Major League Baseball and the Player’s Association have scheduled a negotiation session for 1:00pm ET on Thursday in New York, per USA Today’s Bob Nightengale. For those keeping score at home, Nightengale adds that tomorrow’s meeting will be the sixth session between both parties to discuss the sport’s next CBA since MLB instituted baseball’s lockout 78 days ago.

As disheartening as the frequency of these negotiating sessions has been, it could be an encouraging sign that tomorrow’s session will take place just five days after the two sides last convened. Last Saturday’s meeting revealed some minor concessions but didn’t yield much cause for optimism, as it lasted less than an hour and left both sides some mix of “unimpressed” and “underwhelmed”.

One reason for last weekend’s uneventful session was a continued disparity between how each party would like to alter the Competitive Tax Threshold. MLB proposed the luxury tax threshold increase to $222MM by 2026, with disincentives that would likely stop teams from crossing that threshold. The Player’s Association meanwhile would like to see team spending incentivized, not punished, and have been seeking a new tax threshold ending at $273MM in 2026.

As large as that $51MM gap between each side’s tax threshold proposal may appear, it pales in comparison to the $85MM gap between exchanged bonus pool figures. A bonus pool funded by central revenues to reward high-performing, pre-arbitration players has been one concept already agreed to by both parties, though how much these players should be rewarded is clearly a divisive subject. The Player’s Association lowered their bonus pool number by $5MM to $100MM to be divided amongst pre-arb performers, while MLB raised their proposal from $10MM to $15MM.

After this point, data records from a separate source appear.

use crate::model::ParseError;
use serde_yaml::value::TaggedValue;
use serde_yaml::Value;

/// Re-serialize YAML text with every mapping's keys sorted, so that two
/// documents differing only in key order produce identical text.
///
/// Merge keys are expanded first. An empty document normalizes to an empty
/// string.
pub fn canonical_yaml(content: &str) -> Result<String, ParseError> {
    let mut tree: Value = serde_yaml::from_str(content).map_err(ParseError::Yaml)?;
    if tree.is_null() {
        return Ok(String::new());
    }
    tree.apply_merge().map_err(ParseError::Yaml)?;
    serde_yaml::to_string(&sort_keys(tree)).map_err(ParseError::Yaml)
}

/// Recursively sort mapping keys by text, then by type so that `1` and
/// `'1'` always land in the same order. Sequences keep their order.
pub fn sort_keys(value: Value) -> Value {
    match value {
        Value::Mapping(map) => {
            let mut entries: Vec<(Value, Value)> =
                map.into_iter().map(|(k, v)| (k, sort_keys(v))).collect();
            entries.sort_by_cached_key(|(k, _)| (key_text(k), key_rank(k)));
            Value::Mapping(entries.into_iter().collect())
        }
        Value::Sequence(seq) => Value::Sequence(seq.into_iter().map(sort_keys).collect()),
        Value::Tagged(tagged) => {
            let TaggedValue { tag, value } = *tagged;
            Value::Tagged(Box::new(TaggedValue {
                tag,
                value: sort_keys(value),
            }))
        }
        other => other,
    }
}

fn key_text(key: &Value) -> String {
    match key {
        Value::String(s) => s.clone(),
        other => serde_yaml::to_string(other)
            .map(|s| s.trim_end().to_string())
            .unwrap_or_default(),
    }
}

fn key_rank(key: &Value) -> u8 {
    match key {
        Value::String(_) => 0,
        Value::Number(_) => 1,
        Value::Bool(_) => 2,
        _ => 3,
    }
}

#[cfg(test)]
mod tests {
    use super::*;

    #[test]
    fn test_key_order_is_irrelevant() {
        let a = "b: 1\na:\n  y: [3, 1]\n  x: true\n";
        let b = "a:\n  x: true\n  y: [3, 1]\nb: 1\n";
        let canonical = canonical_yaml(a).unwrap();
        assert_eq!(canonical, canonical_yaml(b).unwrap());
        assert!(canonical.starts_with("a:\n  x: true\n"));
        assert!(canonical.ends_with("b: 1\n"));
        assert!(canonical.find("3").unwrap() < canonical.find("1\n").unwrap());
    }

    #[test]
    fn test_sequences_keep_order() {
        let canonical = canonical_yaml("- {name: z}\n- {name: a}\n").unwrap();
        assert!(canonical.find("name: z").unwrap() < canonical.find("name: a").unwrap());
    }

    #[test]
    fn test_mixed_type_keys_are_stable() {
        let a = canonical_yaml("1: a\n'1': b\n").unwrap();
        let b = canonical_yaml("'1': b\n1: a\n").unwrap();
        assert_eq!(a, b);
        assert!(a.find("b").unwrap() < a.find("a").unwrap());
    }

    #[test]
    fn test_merge_keys_are_expanded() {
        let merged = "defaults: &d\n  port: 80\n  host: x\nservices:\n  - <<: *d\n    name: s\n";
        let inline = "defaults:\n  port: 80\n  host: x\nservices:\n  - name: s\n    host: x\n    port: 80\n";
        let canonical = canonical_yaml(merged).unwrap();
        assert_eq!(canonical, canonical_yaml(inline).unwrap());
        assert!(!canonical.contains("<<"));
    }

    #[test]
    fn test_empty_and_invalid() {
        assert_eq!(canonical_yaml("").unwrap(), "");
        assert!(canonical_yaml("a: [1, 2").is_err());
    }
}
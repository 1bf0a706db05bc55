use crate::analysis::Collection;
use crate::graph::Direction;
use clap::{Parser, Subcommand};
use std::path::PathBuf;

#[derive(Parser, Debug)]
#[command(name = "deckmap")]
#[command(about = "Inspect, graph and diff Kong decK configuration dumps")]
#[command(version)]
pub struct Cli {
    #[command(subcommand)]
    pub command: Option<Command>,

    /// File to analyze when no subcommand is given
    pub file: Option<PathBuf>,
}

#[derive(Subcommand, Debug, Clone)]
pub enum Command {
    /// Summarize services, routes, consumers and plugins
    Analyze(AnalyzeArgs),

    /// Print the YAML of a collection, plugin or graph node
    Show(ShowArgs),

    /// Render the configuration graph, or serve the interactive viewer
    Graph(GraphArgs),

    /// Compare two configuration files, ignoring key order
    Diff(DiffArgs),

    /// Generate a starter .deckmap.toml configuration file
    Init(InitArgs),
}

#[derive(Parser, Debug, Clone)]
pub struct AnalyzeArgs {
    /// decK dump to analyze
    pub file: PathBuf,

    /// Output format
    #[arg(short, long, default_value = "markdown")]
    pub format: OutputFormat,

    /// Output file (defaults to stdout)
    #[arg(short, long)]
    pub output: Option<PathBuf>,
}

#[derive(Parser, Debug, Clone)]
pub struct ShowArgs {
    /// decK dump to read
    pub file: PathBuf,

    #[command(subcommand)]
    pub target: ShowTarget,
}

#[derive(Subcommand, Debug, Clone)]
pub enum ShowTarget {
    /// Every service
    Services,

    /// Every route, top-level and nested under services
    Routes,

    /// Every consumer
    Consumers,

    /// A plugin, located by name and scope
    Plugin {
        name: String,

        /// Attachment level of the plugin
        #[arg(long, default_value = "global")]
        scope: ScopeKind,

        /// Owning service or route name (required for service and route scope)
        #[arg(long)]
        scope_name: Option<String>,
    },

    /// The entity behind a graph node id, e.g. route_orders_list
    Node { id: String },
}

#[derive(Parser, Debug, Clone)]
pub struct GraphArgs {
    /// decK dump to graph (optional with --serve: upload from the browser)
    pub file: Option<PathBuf>,

    /// Flowchart direction (overrides .deckmap.toml)
    #[arg(long)]
    pub direction: Option<Direction>,

    /// Write Mermaid text to this file instead of stdout
    #[arg(short, long)]
    pub output: Option<PathBuf>,

    /// Export the graph as a static HTML page
    #[arg(long)]
    pub export: Option<PathBuf>,

    /// Start the interactive viewer
    #[arg(long)]
    pub serve: bool,

    /// Port for the viewer (overrides .deckmap.toml)
    #[arg(long)]
    pub port: Option<u16>,

    /// Open a browser once the viewer is up
    #[arg(long)]
    pub open: bool,
}

#[derive(Parser, Debug, Clone)]
pub struct DiffArgs {
    /// Original file
    pub old: PathBuf,

    /// Modified file
    pub new: PathBuf,

    /// Output format
    #[arg(short, long, default_value = "unified")]
    pub format: DiffFormat,

    /// Output file (defaults to stdout)
    #[arg(short, long)]
    pub output: Option<PathBuf>,

    /// Exit with status 1 when the files differ
    #[arg(long)]
    pub exit_code: bool,
}

#[derive(Parser, Debug, Clone)]
pub struct InitArgs {
    /// Directory in which to create .deckmap.toml
    #[arg(default_value = ".")]
    pub path: PathBuf,
}

#[derive(Debug, Clone, Copy, Default, PartialEq, Eq, clap::ValueEnum)]
pub enum OutputFormat {
    #[default]
    Markdown,
    Json,
}

#[derive(Debug, Clone, Copy, Default, PartialEq, Eq, clap::ValueEnum)]
pub enum DiffFormat {
    #[default]
    Unified,
    /// Two columns, old on the left
    Split,
    Json,
}

#[derive(Debug, Clone, Copy, Default, PartialEq, Eq, clap::ValueEnum)]
pub enum ScopeKind {
    #[default]
    Global,
    Service,
    Route,
}

impl ShowTarget {
    /// Collection behind a services, routes or consumers target.
    pub fn collection(&self) -> Option<Collection> {
        match self {
            ShowTarget::Services => Some(Collection::Services),
            ShowTarget::Routes => Some(Collection::Routes),
            ShowTarget::Consumers => Some(Collection::Consumers),
            _ => None,
        }
    }
}

impl ScopeKind {
    pub fn as_str(self) -> &'static str {
        match self {
            ScopeKind::Global => "global",
            ScopeKind::Service => "service",
            ScopeKind::Route => "route",
        }
    }
}

#[cfg(test)]
mod tests {
    use super::*;

    #[test]
    fn test_bare_file_argument() {
        let cli = Cli::try_parse_from(["deckmap", "kong.yaml"]).unwrap();
        assert!(cli.command.is_none());
        assert_eq!(cli.file, Some(PathBuf::from("kong.yaml")));
    }

    #[test]
    fn test_show_plugin_args() {
        let cli = Cli::try_parse_from([
            "deckmap", "show", "kong.yaml", "plugin", "key-auth", "--scope", "route", "--scope-name", "r1",
        ])
        .unwrap();
        match cli.command {
            Some(Command::Show(args)) => match args.target {
                ShowTarget::Plugin { name, scope, scope_name } => {
                    assert_eq!(name, "key-auth");
                    assert_eq!(scope, ScopeKind::Route);
                    assert_eq!(scope_name.as_deref(), Some("r1"));
                }
                other => panic!("unexpected target: {:?}", other),
            },
            other => panic!("unexpected command: {:?}", other),
        }
    }

    #[test]
    fn test_show_collection_target() {
        let cli = Cli::try_parse_from(["deckmap", "show", "kong.yaml", "routes"]).unwrap();
        match cli.command {
            Some(Command::Show(args)) => {
                assert_eq!(args.target.collection(), Some(Collection::Routes));
            }
            other => panic!("unexpected command: {:?}", other),
        }
    }

    #[test]
    fn test_diff_args() {
        let cli = Cli::try_parse_from(["deckmap", "diff", "a.yaml", "b.yaml", "-f", "split", "--exit-code"])
            .unwrap();
        match cli.command {
            Some(Command::Diff(args)) => {
                assert_eq!(args.format, DiffFormat::Split);
                assert!(args.exit_code);
            }
            other => panic!("unexpected command: {:?}", other),
        }
    }
}
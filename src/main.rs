use clap::{CommandFactory, Parser};
use deckmap::cli::{AnalyzeArgs, Cli, Command, OutputFormat};
use deckmap::{cmd_analyze, cmd_diff, cmd_graph, cmd_init, cmd_show};

fn main() {
    let cli = Cli::parse();

    let exit_code = match cli.command {
        Some(Command::Analyze(args)) => cmd_analyze(args),
        Some(Command::Show(args)) => cmd_show(args),
        Some(Command::Graph(args)) => cmd_graph(args),
        Some(Command::Diff(args)) => cmd_diff(args),
        Some(Command::Init(args)) => cmd_init(args),
        // `deckmap kong.yaml` is shorthand for `deckmap analyze kong.yaml`
        None => match cli.file {
            Some(file) => cmd_analyze(AnalyzeArgs {
                file,
                format: OutputFormat::Markdown,
                output: None,
            }),
            None => {
                let _ = Cli::command().print_help();
                1
            }
        },
    };

    std::process::exit(exit_code);
}
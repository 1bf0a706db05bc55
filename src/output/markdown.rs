use crate::output::{OutputFormatter, Report};
use std::io::Write;

#[derive(Debug, Default)]
pub struct MarkdownOutput;

impl OutputFormatter for MarkdownOutput {
    fn format<W: Write>(&self, report: &Report<'_>, writer: &mut W) -> std::io::Result<()> {
        let summary = report.summary;

        writeln!(writer, "# decK Dump Analysis: {}\n", report.source)?;

        writeln!(writer, "## Summary\n")?;
        writeln!(writer, "- **Services**: {}", summary.service_count)?;
        writeln!(writer, "- **Routes**: {}", summary.route_count)?;
        writeln!(writer, "- **Consumers**: {}", summary.consumer_count)?;
        writeln!(writer, "- **Plugins**: {}", summary.plugins.len())?;

        writeln!(writer, "\n## Plugins ({})\n", summary.plugins.len())?;
        if summary.plugins.is_empty() {
            writeln!(writer, "*No plugins configured.*")?;
            return Ok(());
        }

        for plugin in &summary.plugins {
            writeln!(writer, "- **{}** *({})*", plugin.name, plugin.scope)?;
        }

        Ok(())
    }
}

#[cfg(test)]
mod tests {
    use super::*;
    use crate::analysis::summarize;
    use crate::model::ConfigDocument;

    fn render(yaml: &str) -> String {
        let summary = summarize(&ConfigDocument::parse(yaml).unwrap());
        let mut buffer = Vec::new();
        MarkdownOutput
            .format(&Report { source: "kong.yaml", summary: &summary }, &mut buffer)
            .unwrap();
        String::from_utf8(buffer).unwrap()
    }

    #[test]
    fn test_lists_plugins_with_scope() {
        let text = render(
            "plugins: [{name: cors}]\nservices:\n  - name: s\n    routes:\n      - name: r1\n        plugins: [{name: key-auth}]\n",
        );
        assert!(text.starts_with("# decK Dump Analysis: kong.yaml\n"));
        assert!(text.contains("- **Routes**: 1\n"));
        assert!(text.contains("## Plugins (2)"));
        assert!(text.contains("- **cors** *(global)*\n"));
        assert!(text.contains("- **key-auth** *(route on r1)*\n"));
    }

    #[test]
    fn test_no_plugins() {
        let text = render("services: [{name: s}]\n");
        assert!(text.contains("*No plugins configured.*"));
    }
}
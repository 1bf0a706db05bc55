use super::hunks::{ConfigDiff, DiffLine, LineKind};

/// Classic unified diff text. The file header is always present, even when
/// there are no hunks.
pub fn format_unified(diff: &ConfigDiff) -> String {
    let mut output = format!("--- a/{}\n+++ b/{}\n", diff.old_label, diff.new_label);
    for hunk in &diff.hunks {
        output.push_str(&hunk.header());
        output.push('\n');
        for line in &hunk.lines {
            output.push(line.kind.marker());
            output.push_str(&line.text);
            output.push('\n');
        }
    }
    output
}

/// Two-column rendering: old on the left, new on the right.
///
/// Removed and added runs are paired row by row. The gutter shows `|` for a
/// changed pair, `<` for a removal and `>` for an addition.
pub fn format_side_by_side(diff: &ConfigDiff, width: usize) -> String {
    let column = (width.saturating_sub(3) / 2).max(20);
    let mut output = format!(
        "{} | {}\n",
        pad(&format!("a/{}", diff.old_label), column),
        format!("b/{}", diff.new_label)
    );

    for hunk in &diff.hunks {
        output.push_str(&hunk.header());
        output.push('\n');

        let mut removed: Vec<&DiffLine> = Vec::new();
        let mut added: Vec<&DiffLine> = Vec::new();
        for line in &hunk.lines {
            match line.kind {
                LineKind::Removed => {
                    if !added.is_empty() {
                        flush_changes(&mut output, &mut removed, &mut added, column);
                    }
                    removed.push(line);
                }
                LineKind::Added => added.push(line),
                LineKind::Context => {
                    flush_changes(&mut output, &mut removed, &mut added, column);
                    push_row(&mut output, &line.text, ' ', &line.text, column);
                }
            }
        }
        flush_changes(&mut output, &mut removed, &mut added, column);
    }

    output
}

fn flush_changes(
    output: &mut String,
    removed: &mut Vec<&DiffLine>,
    added: &mut Vec<&DiffLine>,
    column: usize,
) {
    let rows = removed.len().max(added.len());
    for i in 0..rows {
        let (left, right) = (removed.get(i), added.get(i));
        let gutter = match (left, right) {
            (Some(_), Some(_)) => '|',
            (Some(_), None) => '<',
            _ => '>',
        };
        push_row(
            output,
            left.map(|l| l.text.as_str()).unwrap_or(""),
            gutter,
            right.map(|l| l.text.as_str()).unwrap_or(""),
            column,
        );
    }
    removed.clear();
    added.clear();
}

fn push_row(output: &mut String, left: &str, gutter: char, right: &str, column: usize) {
    output.push_str(&pad(left, column));
    output.push(' ');
    output.push(gutter);
    output.push(' ');
    output.push_str(&truncate(right, column));
    output.push('\n');
}

fn truncate(text: &str, column: usize) -> String {
    if text.chars().count() <= column {
        text.to_string()
    } else {
        let mut cut: String = text.chars().take(column.saturating_sub(1)).collect();
        cut.push('…');
        cut
    }
}

fn pad(text: &str, column: usize) -> String {
    let cut = truncate(text, column);
    let fill = column.saturating_sub(cut.chars().count());
    format!("{}{}", cut, " ".repeat(fill))
}

/// Diff as JSON, with a change summary.
pub fn format_diff_json(diff: &ConfigDiff) -> String {
    use serde_json::json;

    let (added, removed) = diff.stats();
    let output = json!({
        "old": diff.old_label,
        "new": diff.new_label,
        "summary": {
            "hunks": diff.hunks.len(),
            "added": added,
            "removed": removed
        },
        "hunks": diff.hunks,
        "unified": format_unified(diff)
    });

    serde_json::to_string_pretty(&output).unwrap_or_else(|_| "{}".to_string())
}

#[cfg(test)]
mod tests {
    use super::*;
    use crate::diff::diff_lines;

    #[test]
    fn test_unified_header_always_present() {
        let diff = diff_lines("old.yaml", "a\n", "new.yaml", "a\n");
        assert_eq!(format_unified(&diff), "--- a/old.yaml\n+++ b/new.yaml\n");
    }

    #[test]
    fn test_unified_body() {
        let diff = diff_lines("o", "a\nb\nc\n", "n", "a\nB\nc\n");
        assert_eq!(
            format_unified(&diff),
            "--- a/o\n+++ b/n\n@@ -1,3 +1,3 @@\n a\n-b\n+B\n c\n"
        );
    }

    #[test]
    fn test_side_by_side_pairs_changes() {
        let diff = diff_lines("o", "a\nb\nc\n", "n", "a\nB\nextra\nc\n");
        let text = format_side_by_side(&diff, 53);
        let rows: Vec<&str> = text.lines().collect();

        assert!(rows[0].starts_with("a/o "));
        assert_eq!(rows[1], "@@ -1,3 +1,4 @@");
        assert!(rows[2].starts_with("a ") && rows[2].ends_with("   a"));
        assert!(rows[3].starts_with("b ") && rows[3].ends_with(" | B"));
        assert!(rows[4].trim_start().starts_with("> extra"));
        assert!(rows[5].ends_with("   c"));
    }

    #[test]
    fn test_json_summary() {
        let diff = diff_lines("o", "a\n", "n", "b\n");
        let json: serde_json::Value = serde_json::from_str(&format_diff_json(&diff)).unwrap();
        assert_eq!(json["summary"]["hunks"], 1);
        assert_eq!(json["summary"]["added"], 1);
        assert_eq!(json["summary"]["removed"], 1);
        assert_eq!(json["hunks"][0]["lines"][0]["kind"], "removed");
    }
}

Further discussed topics included a raise to the league minimum, limiting the amount of times players can be optioned in a single season, and changes in the signing process of drafted and international amateurs. Fortunately, there seems to be mutual amenability to adjusting all three of these topics in the next collective bargaining agreement. However, as we’ve seen with previously suggested CBA changes like implementing a universal DH, even when both sides generally agree on a subject it’s no slam dunk they’ll see eye to eye to the point of implementation.

As is often the case with negotiations it may only take one new concession to start a chain reaction of agreements that, in this case, will ultimately lead to a new CBA. For either side to concede much of anything, they’ll need to meet at the bargaining table. Tomorrow’s sit-down then is certainly a welcome sight for the droves of fans who are skeptical a new CBA can be reached in time for the season to begin when originally scheduled on March 31.